Growing up Billy was one of thirteen children and worked at the old cordial factory.

“If I got a hole in my school shoes, I’d have to put a bit of cardboard in it and it if it got wet it was bad luck,” he said.

“I was born on the Tweed and we moved here with dad’s work.

“I went to the old public school and the high school and I left at 14 and nine months.

“I went to the principal, old Fitzpatrick I had my bagged packed and everything ready to go.

“In those days we had three years of drought and my first job was old Dudley Arnold as a handyman for five quid a week and then I went to the cordial factory, called it the funny farm,” he laughed.

“I was a packer at the end and one day my foreman came out a bit you know, he’d had a night out and he sacked me, so I said right-o and I walked out and all the bottles were coming off the conveyor belt, bang, bang, bang, it was coke on the line at the time,” he said.

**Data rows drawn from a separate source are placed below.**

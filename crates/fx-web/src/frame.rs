use crate::constants::FRAME_LOG_INTERVAL;
use crate::render::Renderer;
use fx_core::{FrameDriver, SharedPointer, SkipReason, TickOutcome};
use instant::Instant;
use std::cell::{Cell, RefCell};
use std::rc::Rc;
use wasm_bindgen::closure::Closure;
use wasm_bindgen::JsCast;
use web_sys as web;

pub type Driver = FrameDriver<Renderer, SharedPointer>;

/// Monotonic milliseconds since mount; pointer timestamps and frame ticks
/// share it.
#[derive(Clone, Copy)]
pub struct Clock {
    origin: Instant,
}

impl Default for Clock {
    fn default() -> Self {
        Self::new()
    }
}

impl Clock {
    pub fn new() -> Self {
        Self {
            origin: Instant::now(),
        }
    }

    #[inline]
    pub fn now_ms(&self) -> f64 {
        self.origin.elapsed().as_secs_f64() * 1000.0
    }
}

pub struct FrameContext {
    pub driver: Rc<RefCell<Driver>>,
    pub clock: Clock,
    drawn: u64,
    skipped: u64,
    last_skip: Option<SkipReason>,
}

impl FrameContext {
    pub fn new(driver: Rc<RefCell<Driver>>, clock: Clock) -> Self {
        Self {
            driver,
            clock,
            drawn: 0,
            skipped: 0,
            last_skip: None,
        }
    }

    pub fn frame(&mut self) {
        let now = self.clock.now_ms();
        let Ok(mut driver) = self.driver.try_borrow_mut() else {
            return;
        };
        match driver.tick(now) {
            TickOutcome::Drawn => {
                self.drawn += 1;
                self.last_skip = None;
            }
            TickOutcome::Skipped(reason) => {
                self.skipped += 1;
                if self.last_skip != Some(reason) {
                    log::debug!("[frame] skipping frames: {:?}", reason);
                    self.last_skip = Some(reason);
                }
            }
        }
        if (self.drawn + self.skipped) % FRAME_LOG_INTERVAL == 0 {
            log::debug!("[frame] drawn={} skipped={}", self.drawn, self.skipped);
        }
    }
}

/// Owner of the requestAnimationFrame chain. Stopping cancels the pending
/// callback and drops the closure.
pub struct LoopHandle {
    tick: Rc<RefCell<Option<Closure<dyn FnMut()>>>>,
    pending: Rc<Cell<Option<i32>>>,
}

impl LoopHandle {
    pub fn stop(&mut self) {
        if let Some(id) = self.pending.take() {
            if let Some(w) = web::window() {
                _ = w.cancel_animation_frame(id);
            }
        }
        if self.tick.borrow_mut().take().is_some() {
            log::info!("[frame] loop stopped");
        }
    }
}

impl Drop for LoopHandle {
    fn drop(&mut self) {
        self.stop();
    }
}

fn request_frame(
    tick: &Rc<RefCell<Option<Closure<dyn FnMut()>>>>,
    pending: &Rc<Cell<Option<i32>>>,
) {
    let Some(w) = web::window() else {
        return;
    };
    if let Some(cb) = tick.borrow().as_ref() {
        pending.set(w.request_animation_frame(cb.as_ref().unchecked_ref()).ok());
    }
}

pub fn start_loop(frame_ctx: Rc<RefCell<FrameContext>>) -> LoopHandle {
    let tick: Rc<RefCell<Option<Closure<dyn FnMut()>>>> = Rc::new(RefCell::new(None));
    let pending: Rc<Cell<Option<i32>>> = Rc::new(Cell::new(None));
    let tick_clone = tick.clone();
    let pending_clone = pending.clone();
    *tick.borrow_mut() = Some(Closure::wrap(Box::new(move || {
        pending_clone.set(None);
        frame_ctx.borrow_mut().frame();
        request_frame(&tick_clone, &pending_clone);
    }) as Box<dyn FnMut()>));
    request_frame(&tick, &pending);
    LoopHandle { tick, pending }
}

“But one day we were doing soda water and I had check if there was anything wrong, any chips and put them in the bin, and up at the fish and chip shop in Murrurundi they found a rat in the bottle.

“They bought it back, but I didn’t get a wrap over the knuckles because I’d been set up, it was a bit of a surprise for the fish and chip shop though,” said Billy.

Billy plans to spend more time traveling with his next trip likely to be to Ireland, with some time in South Africa.

With Billy’s form though, who knows what might catch his eye in the paper and he could be off on his next adventure.

In the meantime you can catch a wave from Billy as he watches the world go by from his verandah in Scone.